[RFC 00/14] Dynamic Kernel Stacks

From: Pasha Tatashin
Date: Mon Mar 11 2024 - 12:46:53 EST


This is follow-up to the LSF/MM proposal [1]. Please provide your
thoughts and comments about dynamic kernel stacks feature. This is a WIP
has not been tested beside booting on some machines, and running LKDTM
thread exhaust tests. The series also lacks selftests, and
documentations.

This feature allows to grow kernel stack dynamically, from 4KiB and up
to the THREAD_SIZE. The intend is to save memory on fleet machines.
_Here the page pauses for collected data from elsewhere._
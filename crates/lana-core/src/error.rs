//! # Error Types
//!
//! Domain-specific error types for lana-core.
//!
//! ## Error Hierarchy
//! ```text
//! ┌─────────────────────────────────────────────────────────────────────────┐
//! │                         Error Types                                     │
//! │                                                                         │
//! │  lana-core errors (this file)                                          │
//! │  ├── CoreError        - General domain errors                          │
//! │  ├── PromotionError   - A promotion rule could not be evaluated        │
//! │  └── ValidationError  - Input validation failures                      │
//! │                                                                         │
//! │  lana-store errors (separate crate)                                    │
//! │  └── StoreError       - NotFound / InvalidProduct / PromotionFailure   │
//! │                                                                         │
//! │  lana-api errors (in app)                                              │
//! │  └── ApiError         - What HTTP clients see (serialized)             │
//! │                                                                         │
//! │  Flow: ValidationError → CoreError → StoreError → ApiError → Client    │
//! └─────────────────────────────────────────────────────────────────────────┘
//! ```
//!
//! ## Design Principles
//! 1. Use `thiserror` for derive macros (not manual impl)
//! 2. Include context in error messages (product code, basket id, etc.)
//! 3. Errors are enum variants, never String

use thiserror::Error;

// =============================================================================
// Core Error
// =============================================================================

/// Core business logic errors.
#[derive(Debug, Error)]
pub enum CoreError {
    /// Product code is not in the catalog.
    ///
    /// ## When This Occurs
    /// - A client adds an item with an unknown code (`"Rocket Fuel"`)
    #[error("Product not found: {0}")]
    ProductNotFound(String),

    /// Adding to a line item would overflow its quantity.
    #[error("Quantity for {code} would overflow: {current} + {requested}")]
    QuantityOverflow {
        code: String,
        current: i64,
        requested: i64,
    },

    /// Basket subtotal does not fit in the money type.
    #[error("Basket total overflowed")]
    TotalOverflow,

    /// Validation error (wraps ValidationError).
    #[error("Validation error: {0}")]
    Validation(#[from] ValidationError),

    /// Promotion evaluation failed (wraps PromotionError).
    #[error("Promotion error: {0}")]
    Promotion(#[from] PromotionError),
}

// =============================================================================
// Promotion Error
// =============================================================================

/// A promotion rule could not produce its discounts.
///
/// Promotions are configuration, so every variant here is a programmer or
/// config error rather than a transient failure. The whole total
/// computation is aborted when one is raised.
#[derive(Debug, Clone, PartialEq, Eq, Error)]
pub enum PromotionError {
    /// `buy_qty` of a buy-X-get-Y rule is zero or negative.
    #[error("Promotion for {code} has invalid buy quantity {buy_qty}")]
    InvalidBuyQuantity { code: String, buy_qty: i64 },

    /// `free_qty` of a buy-X-get-Y rule is zero or negative.
    #[error("Promotion for {code} has invalid free quantity {free_qty}")]
    InvalidFreeQuantity { code: String, free_qty: i64 },

    /// Percentage outside 1..=100.
    #[error("Promotion for {code} has invalid percentage {percent}%")]
    InvalidPercentage { code: String, percent: u32 },

    /// Discount amount does not fit in the money type.
    #[error("Discount for {code} overflowed")]
    Overflow { code: String },
}

// =============================================================================
// Validation Error
// =============================================================================

/// Input validation errors.
///
/// Used for early validation before any basket is touched.
#[derive(Debug, Clone, PartialEq, Eq, Error)]
pub enum ValidationError {
    /// Value must not be negative.
    #[error("{field} must not be negative")]
    MustBeNonNegative { field: String },
}

// =============================================================================
// Result Type Alias
// =============================================================================

/// Convenience type alias for Results with CoreError.
pub type CoreResult<T> = Result<T, CoreError>;

// =============================================================================
// Unit Tests
// =============================================================================

#[cfg(test)]
mod tests {
    use super::*;

    #[test]
    fn test_error_messages() {
        let err = CoreError::ProductNotFound("Rocket Fuel".to_string());
        assert_eq!(err.to_string(), "Product not found: Rocket Fuel");

        let err = CoreError::QuantityOverflow {
            code: "PEN".to_string(),
            current: i64::MAX,
            requested: 1,
        };
        assert!(err.to_string().starts_with("Quantity for PEN would overflow"));
    }

    #[test]
    fn test_promotion_error_messages() {
        let err = PromotionError::InvalidPercentage {
            code: "TSHIRT".to_string(),
            percent: 150,
        };
        assert_eq!(
            err.to_string(),
            "Promotion for TSHIRT has invalid percentage 150%"
        );
    }

    #[test]
    fn test_validation_converts_to_core_error() {
        let validation_err = ValidationError::MustBeNonNegative {
            field: "count".to_string(),
        };
        let core_err: CoreError = validation_err.into();
        assert!(matches!(core_err, CoreError::Validation(_)));
    }

    #[test]
    fn test_promotion_converts_to_core_error() {
        let err: CoreError = PromotionError::Overflow {
            code: "PEN".to_string(),
        }
        .into();
        assert!(matches!(err, CoreError::Promotion(_)));
    }
}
From
the initial experiments it shows to save on average 70-75% of the kernel
stack memory.

The average depth of a kernel thread depends on the workload, profiling,
virtualization, compiler optimizations, and driver implementations.
However, the table below shows the amount of kernel stack memory before
vs. after on idling freshly booted machines:

CPU #Cores #Stacks BASE(kb) Dynamic(kb) Saving
AMD Genoa 384 5786 92576 23388 74.74%
Intel Skylake 112 3182 50912 12860 74.74%
AMD Rome 128 3401 54416 14784 72.83%
AMD Rome 256 4908 78528 20876 73.42%
Intel Haswell 72 2644 42304 10624 74.89%

Some workloads with that have millions of threads would can benefit
significantly from this feature.

[1] https://lore.kernel.org/all/CA+CK2bBYt9RAVqASB2eLyRQxYT5aiL0fGhUu3TumQCyJCNTWvw@xxxxxxxxxxxxxx

Pasha Tatashin (14):
task_stack.h: remove obsolete __HAVE_ARCH_KSTACK_END check
fork: Clean-up ifdef logic around stack allocation
fork: Clean-up naming of vm_strack/vm_struct variables in vmap stacks
code
fork: Remove assumption that vm_area->nr_pages equals to THREAD_SIZE
fork: check charging success before zeroing stack
fork: zero vmap stack using clear_page() instead of memset()
fork: use the first page in stack to store vm_stack in cached_stacks
fork: separate vmap stack alloction and free calls
mm/vmalloc: Add a get_vm_area_node() and vmap_pages_range_noflush()
public functions
fork: Dynamic Kernel Stacks
x86: add support for Dynamic Kernel Stacks
task_stack.h: Clean-up stack_not_used() implementation
task_stack.h: Add stack_not_used() support for dynamic stack
fork: Dynamic Kernel Stack accounting

arch/Kconfig | 33 +++
arch/x86/Kconfig | 1 +
arch/x86/kernel/traps.c | 3 +
arch/x86/mm/fault.c | 3 +
include/linux/mmzone.h | 3 +
include/linux/sched.h | 2 +-
include/linux/sched/task_stack.h | 94 ++++++--
include/linux/vmalloc.h | 15 ++
kernel/fork.c | 388 ++++++++++++++++++++++++++-----
kernel/sched/core.c | 1 +
mm/internal.h | 9 -
mm/vmalloc.c | 24 ++
mm/vmstat.c | 3 +
13 files changed, 487 insertions(+), 92 deletions(-)

--
2.44.0.278.ge034bb2e1d-goog